=== TASK DETAILS ===
Look through the material beneath and copy each line with the word "CliError".
================
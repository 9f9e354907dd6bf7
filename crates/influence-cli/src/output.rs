//! Output formatting for the CLI.

use crate::config::{Config, OutputFormat};
use crate::error::{CliError, Result};
use colored::*;
use influence_domain::{ConnectionPair, ConnectionPath, Difficulty};
use tabled::{
    builder::Builder,
    settings::{object::Rows, Alignment, Modify, Style},
};

/// Output formatter.
pub struct Formatter {
    format: OutputFormat,
    color_enabled: bool,
}

impl Formatter {
    /// Create a new formatter.
    pub fn new(format: OutputFormat, color_enabled: bool) -> Self {
        Self {
            format,
            color_enabled,
        }
    }

    /// The selected output format.
    pub fn format(&self) -> OutputFormat {
        self.format
    }

    /// Format a challenge pair.
    pub fn format_pair(&self, pair: &ConnectionPair, difficulty: Difficulty) -> Result<String> {
        match self.format {
            OutputFormat::Json => Ok(serde_json::to_string_pretty(&serde_json::json!({
                "person1": pair.person1(),
                "person2": pair.person2(),
                "difficulty": difficulty.as_str(),
                "chain_length": difficulty.band_label(),
            }))?),
            OutputFormat::Table => {
                let mut builder = Builder::default();
                builder.push_record(["From", "To", "Difficulty", "Typical chain"]);
                builder.push_record([
                    pair.person1().to_string(),
                    pair.person2().to_string(),
                    difficulty.to_string(),
                    format!("{} connections", difficulty.band_label()),
                ]);
                Ok(self.render(builder))
            }
            OutputFormat::Plain => Ok(format!("{}\n{}", pair.person1(), pair.person2())),
        }
    }

    /// Format a connection chain as a numbered list.
    pub fn format_path(&self, path: &ConnectionPath) -> Result<String> {
        match self.format {
            OutputFormat::Json => {
                let chain: Vec<serde_json::Value> = path
                    .entries()
                    .iter()
                    .map(|entry| {
                        serde_json::json!({
                            "name": entry.name(),
                            "explanation": entry.explanation(),
                        })
                    })
                    .collect();

                Ok(serde_json::to_string_pretty(&serde_json::json!({
                    "chain": chain,
                    "links": path.link_count(),
                }))?)
            }
            OutputFormat::Table => {
                let mut builder = Builder::default();
                builder.push_record(["#", "Person", "Connection"]);

                for (idx, entry) in path.entries().iter().enumerate() {
                    builder.push_record([
                        (idx + 1).to_string(),
                        entry.name().to_string(),
                        entry.explanation().unwrap_or("").to_string(),
                    ]);
                }

                Ok(self.render(builder))
            }
            OutputFormat::Plain => Ok(path
                .entries()
                .iter()
                .enumerate()
                .map(|(idx, entry)| format!("{}. {}", idx + 1, entry))
                .collect::<Vec<_>>()
                .join("\n")),
        }
    }

    /// Format the effective configuration.
    pub fn format_config(&self, config: &Config) -> Result<String> {
        match self.format {
            OutputFormat::Json => Ok(serde_json::to_string_pretty(config)?),
            OutputFormat::Table | OutputFormat::Plain => config.to_toml(),
        }
    }

    /// Describe the chain length a player should aim for.
    pub fn chain_band(&self, difficulty: Difficulty) -> String {
        self.info(&format!(
            "Typical chain length for {}: {} connections",
            difficulty,
            difficulty.band_label()
        ))
    }

    /// Highlight a challenge pair in running text.
    pub fn challenge(&self, pair: &ConnectionPair) -> String {
        format!(
            "{} {} {}",
            self.colorize(pair.person1(), "cyan"),
            self.colorize("→", "magenta"),
            self.colorize(pair.person2(), "cyan")
        )
    }

    /// Format a success message.
    pub fn success(&self, message: &str) -> String {
        self.colorize(&format!("✓ {}", message), "green")
    }

    /// Format an error message.
    pub fn error(&self, message: &str) -> String {
        self.colorize(&format!("✗ {}", message), "red")
    }

    /// Format an info message.
    pub fn info(&self, message: &str) -> String {
        self.colorize(&format!("ℹ {}", message), "blue")
    }

    /// Format a warning message.
    pub fn warning(&self, message: &str) -> String {
        self.colorize(&format!("⚠ {}", message), "yellow")
    }

    /// Format a CLI error for stderr.
    pub fn failure(&self, error: &CliError) -> String {
        self.error(&error.to_string())
    }

    fn render(&self, builder: Builder) -> String {
        let mut table = builder.build();
        table
            .with(Style::rounded())
            .with(Modify::new(Rows::first()).with(Alignment::center()));
        table.to_string()
    }

    /// Colorize text if colors are enabled.
    fn colorize(&self, text: &str, color: &str) -> String {
        if !self.color_enabled {
            return text.to_string();
        }

        match color {
            "red" => text.red().to_string(),
            "green" => text.green().to_string(),
            "blue" => text.blue().to_string(),
            "yellow" => text.yellow().to_string(),
            "cyan" => text.cyan().to_string(),
            "magenta" => text.magenta().to_string(),
            _ => text.to_string(),
        }
    }
}

#[cfg(test)]
mod tests {
    use super::*;
    use influence_domain::ChainEntry;

    fn sample_pair() -> ConnectionPair {
        ConnectionPair::new("Ada Lovelace", "Alan Turing").unwrap()
    }

    fn sample_path() -> ConnectionPath {
        ConnectionPath::new(vec![
            ChainEntry::new("Ada Lovelace"),
            ChainEntry::with_explanation("Charles Babbage", "worked together"),
            ChainEntry::new("Alan Turing"),
        ])
        .unwrap()
    }

    #[test]
    fn test_pair_json() {
        let formatter = Formatter::new(OutputFormat::Json, false);
        let output = formatter.format_pair(&sample_pair(), Difficulty::Hard).unwrap();
        let value: serde_json::Value = serde_json::from_str(&output).unwrap();
        assert_eq!(value["person1"], "Ada Lovelace");
        assert_eq!(value["person2"], "Alan Turing");
        assert_eq!(value["difficulty"], "hard");
        assert_eq!(value["chain_length"], "5-7");
    }

    #[test]
    fn test_pair_table() {
        let formatter = Formatter::new(OutputFormat::Table, false);
        let output = formatter.format_pair(&sample_pair(), Difficulty::Easy).unwrap();
        assert!(output.contains("Ada Lovelace"));
        assert!(output.contains("Typical chain"));
        assert!(output.contains("2-4 connections"));
    }

    #[test]
    fn test_pair_plain() {
        let formatter = Formatter::new(OutputFormat::Plain, false);
        let output = formatter.format_pair(&sample_pair(), Difficulty::Easy).unwrap();
        assert_eq!(output, "Ada Lovelace\nAlan Turing");
    }

    #[test]
    fn test_path_plain_is_numbered() {
        let formatter = Formatter::new(OutputFormat::Plain, false);
        let output = formatter.format_path(&sample_path()).unwrap();
        assert_eq!(
            output,
            "1. Ada Lovelace\n2. Charles Babbage - worked together\n3. Alan Turing"
        );
    }

    #[test]
    fn test_path_json() {
        let formatter = Formatter::new(OutputFormat::Json, false);
        let output = formatter.format_path(&sample_path()).unwrap();
        let value: serde_json::Value = serde_json::from_str(&output).unwrap();
        assert_eq!(value["links"], 2);
        assert_eq!(value["chain"][1]["explanation"], "worked together");
        assert!(value["chain"][0]["explanation"].is_null());
    }

    #[test]
    fn test_path_table() {
        let formatter = Formatter::new(OutputFormat::Table, false);
        let output = formatter.format_path(&sample_path()).unwrap();
        assert!(output.contains("Connection"));
        assert!(output.contains("Charles Babbage"));
        assert!(output.contains("worked together"));
    }

    #[test]
    fn test_config_json() {
        let formatter = Formatter::new(OutputFormat::Json, false);
        let output = formatter.format_config(&Config::default()).unwrap();
        let value: serde_json::Value = serde_json::from_str(&output).unwrap();
        assert_eq!(value["settings"]["default_difficulty"], "medium");
    }

    #[test]
    fn test_chain_band() {
        let formatter = Formatter::new(OutputFormat::Table, false);
        assert_eq!(
            formatter.chain_band(Difficulty::Medium),
            "ℹ Typical chain length for medium: 3-5 connections"
        );
    }

    #[test]
    fn test_colorize_disabled() {
        let formatter = Formatter::new(OutputFormat::Table, false);
        assert_eq!(formatter.success("test"), "✓ test");
        assert_eq!(formatter.challenge(&sample_pair()), "Ada Lovelace → Alan Turing");
    }
}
================
=== RESPONSE ===
use crate::error::{CliError, Result};
    pub fn failure(&self, error: &CliError) -> String {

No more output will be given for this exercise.